I know there are similar questions are out there! But, they are old. We have released to iTunes before, never faced an issue. We have bunch of sub projects and also cocoapods. Not sure what could be the issue.
Xcode 10.1 has this line in the release notes:
The App Store and TestFlight don't accept submissions containing arm64e. Xcode will remove arm64e content from your app when you distribute from the Organizer window.
In our case, this was the key to fixing it. Our CI uses xcodebuild to compile and archive the IPA, and then uses fastlane to upload it. The first step is to unzip the IPA archive.
Doing that gives us the Swift standard libraries in a SwiftSupport folder and in the application's frameworks folder. Using that release note as a hint, we found that the standard libraries in Xcode 10.1 are shipped with 4 architectures:
% file /Applications/Xcode.app/Contents/Developer/Toolchains/XcodeDefault.xctoolchain/usr/lib/swift/iphoneos/libswiftCore.dylib
/Applications/Xcode.app/Contents/Developer/Toolchains/XcodeDefault.xctoolchain/usr/lib/swift/iphoneos/libswiftCore.dylib: Mach-O universal binary with 4 architectures: [arm_v7:Mach-O dynamically linked shared library arm_v7] [arm64]
/Applications/Xcode.app/Contents/Developer/Toolchains/XcodeDefault.xctoolchain/usr/lib/swift/iphoneos/libswiftCore.dylib (for architecture armv7): Mach-O dynamically linked shared library arm_v7
/Applications/Xcode.app/Contents/Developer/Toolchains/XcodeDefault.xctoolchain/usr/lib/swift/iphoneos/libswiftCore.dylib (for architecture armv7s): Mach-O dynamically linked shared library arm_v7s
/Applications/Xcode.app/Contents/Developer/Toolchains/XcodeDefault.xctoolchain/usr/lib/swift/iphoneos/libswiftCore.dylib (for architecture arm64): Mach-O 64-bit dynamically linked shared library arm64
/Applications/Xcode.app/Contents/Developer/Toolchains/XcodeDefault.xctoolchain/usr/lib/swift/iphoneos/libswiftCore.dylib (for architecture cputype (16777228) cpusubtype (2)): Mach-O 64-bit dynamically linked shared library arm64
Note the last one, which is in an unknown architecture.

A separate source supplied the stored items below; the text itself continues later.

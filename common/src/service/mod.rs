mod events;
mod in_flight;
mod retry;

#[cfg(any(test, feature = "test-utils"))]
pub use events::RecordingSink;
pub use events::{EventKind, EventSink, ServiceEvent, TracingSink};
pub use in_flight::{InFlightGuard, InFlightTracker};
pub use retry::RetryPolicy;

use crate::{
    chain_client::{ChainClient, ChainClientPair, ServiceError, TxHandle, TxStatus},
    metrics::Metrics,
    utils::cancellation_token::CancellationToken,
};
use alloy::primitives::U256;
use std::future::Future;
use std::sync::Arc;
use std::time::Duration;
use tokio::task::JoinHandle;
use tokio::time::{Instant, Interval, MissedTickBehavior};
use tracing::{error, info, warn};

#[derive(Debug, Clone, Copy, PartialEq, Eq, Hash, strum::Display, strum::AsRefStr)]
pub enum ServiceState {
    Idle,
    Polling,
    Checking,
    Deciding,
    Submitting,
    Depositing,
    AwaitingConfirmation,
    Faulted,
}

impl ServiceState {
    /// Value exported on the `service_state` gauge.
    pub fn ordinal(self) -> i64 {
        match self {
            ServiceState::Idle => 0,
            ServiceState::Polling => 1,
            ServiceState::Checking => 2,
            ServiceState::Deciding => 3,
            ServiceState::Submitting => 4,
            ServiceState::Depositing => 5,
            ServiceState::AwaitingConfirmation => 6,
            ServiceState::Faulted => 7,
        }
    }
}

/// Result of looking at chain state after a submission could not be confirmed.
#[derive(Debug, Clone, Copy, PartialEq, Eq)]
pub enum Recheck {
    Landed,
    /// The last submission is still known to the node. Waiting on it again is the only safe
    /// move, a second transaction could land as well.
    Pending,
    /// Nothing on chain reflects the submission and the node no longer knows it.
    NotLanded,
}

/// One-shot lookup of a submitted transaction for use inside a recheck.
///
/// `None` when the lookup is inconclusive and the caller has to decide from chain state.
pub async fn check_submission<C: ChainClient>(
    client: &C,
    handle: Option<TxHandle>,
    confirmations: u64,
) -> Result<Option<Recheck>, ServiceError> {
    let Some(handle) = handle else {
        return Ok(None);
    };
    match client.check_confirmation(&handle, confirmations).await? {
        Some(TxStatus::Confirmed { .. }) => Ok(Some(Recheck::Landed)),
        Some(TxStatus::Pending) => Ok(Some(Recheck::Pending)),
        Some(TxStatus::Reverted {
            block_number,
            reason,
        }) => Err(ServiceError::reverted(&handle, block_number, &reason)),
        Some(TxStatus::TimedOut) | None => Ok(None),
    }
}

#[derive(Debug, Clone, Copy, PartialEq, Eq)]
pub enum Settlement {
    Confirmed {
        handle: TxHandle,
        block_number: u64,
    },
    /// The chain already reflects the submission although its confirmation was not observed.
    Landed { handle: Option<TxHandle> },
}

#[derive(Debug, Clone, Copy)]
pub struct ServiceSettings {
    pub retry: RetryPolicy,
    pub confirmations: u64,
}

/// A spawned service loop and the name it reports under.
pub struct ServiceTask {
    pub name: String,
    pub handle: JoinHandle<ServiceState>,
}

impl ServiceTask {
    pub fn new(name: impl Into<String>, handle: JoinHandle<ServiceState>) -> Self {
        Self {
            name: name.into(),
            handle,
        }
    }
}

/// Services started by one node run, plus the client answering `/balance` queries.
pub struct RunningServices {
    pub tasks: Vec<ServiceTask>,
    pub balance_client: Arc<ChainClientPair>,
}

/// Waits until `grace` has elapsed for every task to stop. Tasks still running afterwards are
/// aborted and reported as `None`.
pub async fn join_services(
    tasks: Vec<ServiceTask>,
    grace: Duration,
) -> Vec<(String, Option<ServiceState>)> {
    let deadline = Instant::now() + grace;
    let mut finished = Vec::with_capacity(tasks.len());
    for ServiceTask { name, mut handle } in tasks {
        let state = match tokio::time::timeout_at(deadline, &mut handle).await {
            Ok(Ok(state)) => {
                info!("{} stopped in state {}", name, state);
                Some(state)
            }
            Ok(Err(e)) => {
                error!("{} task failed: {}", name, e);
                None
            }
            Err(_) => {
                warn!("{} did not stop within {}s, aborting", name, grace.as_secs());
                handle.abort();
                None
            }
        };
        finished.push((name, state));
    }
    finished
}

/// Interval ticking immediately, then every `period`. Missed ticks are dropped.
pub fn ticker(period: Duration) -> Interval {
    let mut interval = tokio::time::interval(period);
    interval.set_missed_tick_behavior(MissedTickBehavior::Skip);
    interval
}

/// State, reporting and submission discipline shared by the relayer and the funder.
pub struct ServiceCore {
    name: String,
    state: ServiceState,
    settings: ServiceSettings,
    sink: Arc<dyn EventSink>,
    metrics: Arc<Metrics>,
    cancel_token: CancellationToken,
    in_flight: InFlightTracker,
}

impl ServiceCore {
    pub fn new(
        name: impl Into<String>,
        settings: ServiceSettings,
        sink: Arc<dyn EventSink>,
        metrics: Arc<Metrics>,
        cancel_token: CancellationToken,
    ) -> Self {
        let name = name.into();
        metrics.set_service_state(&name, ServiceState::Idle.ordinal());
        Self {
            name,
            state: ServiceState::Idle,
            settings,
            sink,
            metrics,
            cancel_token,
            in_flight: InFlightTracker::default(),
        }
    }

    pub fn name(&self) -> &str {
        &self.name
    }

    pub fn state(&self) -> ServiceState {
        self.state
    }

    pub fn metrics(&self) -> &Metrics {
        &self.metrics
    }

    pub fn confirmations(&self) -> u64 {
        self.settings.confirmations
    }

    pub fn in_flight(&self) -> &InFlightTracker {
        &self.in_flight
    }

    pub fn is_faulted(&self) -> bool {
        self.state == ServiceState::Faulted
    }

    /// Waits for the next tick. Returns `false` once shutdown was requested.
    pub async fn next_tick(&self, interval: &mut Interval) -> bool {
        tokio::select! {
            _ = interval.tick() => !self.cancel_token.is_cancelled(),
            _ = self.cancel_token.cancelled() => {
                info!("Shutdown signal received, stopping {}...", self.name);
                false
            }
        }
    }

    fn emit(&self, kind: EventKind) {
        self.sink.record(ServiceEvent {
            timestamp: chrono::Utc::now(),
            service: self.name.clone(),
            state: self.state,
            kind,
        });
    }

    pub fn transition(&mut self, to: ServiceState) {
        if self.state == to {
            return;
        }
        let from = self.state;
        self.state = to;
        self.metrics.set_service_state(&self.name, to.ordinal());
        self.emit(EventKind::Transition { from });
    }

    pub fn record_decision(
        &self,
        subject: impl Into<String>,
        before: U256,
        after: U256,
        act: bool,
        detail: impl Into<String>,
    ) {
        self.emit(EventKind::Decision {
            subject: subject.into(),
            before,
            after,
            act,
            detail: detail.into(),
        });
    }

    /// Moves to `Faulted` and reports the error. Emits at most one failure per service.
    pub fn fault(&mut self, error: ServiceError) {
        if self.is_faulted() {
            warn!("{} already faulted, dropping error: {}", self.name, error);
            return;
        }
        self.transition(ServiceState::Faulted);
        self.metrics.inc_service_faults(&self.name);
        self.emit(EventKind::Failure {
            subject: None,
            error,
        });
    }

    /// Reports a fatal error confined to `subject`. The service itself keeps running.
    pub fn fault_subject(&self, subject: impl Into<String>, error: ServiceError) {
        let subject = subject.into();
        error!("{}: giving up on {}: {}", self.name, subject, error);
        self.metrics.inc_service_faults(&self.name);
        self.emit(EventKind::Failure {
            subject: Some(subject),
            error,
        });
    }

    /// Sleeps for the backoff delay after `attempt` failures, aborting on shutdown.
    pub async fn backoff(&self, attempt: u32) -> Result<(), ServiceError> {
        if self.cancel_token.sleep(self.settings.retry.delay(attempt)).await {
            Ok(())
        } else {
            Err(ServiceError::Shutdown)
        }
    }

    /// Runs `op` until it succeeds, fails with a fatal error, or the attempts run out.
    pub async fn retry<T, F, Fut>(&self, what: &str, mut op: F) -> Result<T, ServiceError>
    where
        F: FnMut() -> Fut,
        Fut: Future<Output = Result<T, ServiceError>>,
    {
        let mut attempt = 0;
        loop {
            attempt += 1;
            match op().await {
                Ok(value) => return Ok(value),
                Err(e) if e.is_retryable() && attempt < self.settings.retry.max_attempts => {
                    warn!(
                        "{}: {} failed (attempt {}/{}): {}",
                        self.name, what, attempt, self.settings.retry.max_attempts, e
                    );
                    self.backoff(attempt).await?;
                }
                Err(e) => return Err(e),
            }
        }
    }

    fn publish_in_flight(&self) {
        let current = i64::try_from(self.in_flight.current()).unwrap_or(i64::MAX);
        self.metrics.set_in_flight_submissions(&self.name, current);
    }

    fn settled_by_recheck(&self, handle: Option<TxHandle>) -> Settlement {
        self.emit(EventKind::Settled {
            handle,
            detail: "found on chain after recheck".to_string(),
        });
        Settlement::Landed { handle }
    }

    /// Submits a transaction and follows it until it settles.
    ///
    /// Only one submission is in flight at a time. Every attempt after the first, whether it
    /// follows a retryable error or a confirmation timeout, is preceded by `recheck`, which
    /// looks at chain state to decide whether an earlier attempt already landed. A submission
    /// still pending is waited on again rather than resubmitted, and one the node dropped is
    /// replaced under the same nonce: `submit` receives the transaction it replaces.
    ///
    /// `on_submitted` runs as soon as the node accepted a transaction, before any waiting.
    pub async fn submit_until_settled<C, S, SFut, O, R, RFut>(
        &mut self,
        client: &C,
        submit_state: ServiceState,
        mut submit: S,
        mut on_submitted: O,
        mut recheck: R,
    ) -> Result<Settlement, ServiceError>
    where
        C: ChainClient,
        S: FnMut(Option<TxHandle>) -> SFut,
        SFut: Future<Output = Result<TxHandle, ServiceError>>,
        O: FnMut(&TxHandle),
        R: FnMut(Option<TxHandle>) -> RFut,
        RFut: Future<Output = Result<Recheck, ServiceError>>,
    {
        let max_attempts = self.settings.retry.max_attempts;
        let mut last_handle: Option<TxHandle> = None;
        let mut attempt = 0;

        loop {
            attempt += 1;
            let mut still_pending = None;
            if attempt > 1 {
                match self.retry("recheck", || recheck(last_handle)).await? {
                    Recheck::Landed => return Ok(self.settled_by_recheck(last_handle)),
                    Recheck::Pending => still_pending = last_handle,
                    Recheck::NotLanded => {}
                }
            }

            let guard = self.in_flight.begin();
            self.publish_in_flight();

            let handle = match still_pending {
                Some(handle) => {
                    info!(
                        "{}: {} is still pending, waiting again (attempt {}/{})",
                        self.name, handle, attempt, max_attempts
                    );
                    self.transition(ServiceState::AwaitingConfirmation);
                    handle
                }
                None => {
                    self.transition(submit_state);
                    let handle = match submit(last_handle).await {
                        Ok(handle) => handle,
                        Err(e) => {
                            drop(guard);
                            self.publish_in_flight();
                            self.metrics.inc_submission_errors(&self.name);
                            if e.is_retryable() && attempt < max_attempts {
                                warn!(
                                    "{}: submission failed (attempt {}/{}): {}",
                                    self.name, attempt, max_attempts, e
                                );
                                self.backoff(attempt).await?;
                                continue;
                            }
                            return Err(e);
                        }
                    };
                    self.metrics.inc_submissions(&self.name);
                    last_handle = Some(handle);
                    on_submitted(&handle);
                    self.transition(ServiceState::AwaitingConfirmation);
                    self.emit(EventKind::Submitted { handle });
                    handle
                }
            };

            let status = client
                .wait_for_confirmation(&handle, self.settings.confirmations)
                .await;
            drop(guard);
            self.publish_in_flight();

            match status {
                TxStatus::Confirmed { block_number } => {
                    self.emit(EventKind::Settled {
                        handle: Some(handle),
                        detail: format!("confirmed in block {block_number}"),
                    });
                    return Ok(Settlement::Confirmed {
                        handle,
                        block_number,
                    });
                }
                TxStatus::Reverted {
                    block_number,
                    reason,
                } => {
                    self.metrics.inc_submission_errors(&self.name);
                    return Err(ServiceError::reverted(&handle, block_number, &reason));
                }
                TxStatus::TimedOut | TxStatus::Pending => {
                    warn!(
                        "{}: confirmation of {} timed out (attempt {}/{})",
                        self.name, handle, attempt, max_attempts
                    );
                    if attempt >= max_attempts {
                        let outcome = self.retry("recheck", || recheck(last_handle)).await?;
                        if outcome == Recheck::Landed {
                            return Ok(self.settled_by_recheck(last_handle));
                        }
                        return Err(ServiceError::ConfirmationTimeout(handle.hash));
                    }
                }
            }
        }
    }
}

#[cfg(test)]
mod tests;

That's arm64e. If you upload with these files as is, TestFlight/iTunesConnect will reject your binary with the message you are getting.
For us, the solution was to copy over the standard libraries, use lipo
to remove the arm64e slice, then sign them with our distribution certificate. Then we can repackage the IPA archive and upload it.
Hope that helps. It's not clear how you are building your application for submission, so this might be tougher for you to deal with, but for us it wasn't hard to modify our build scripts once we realized what was going on.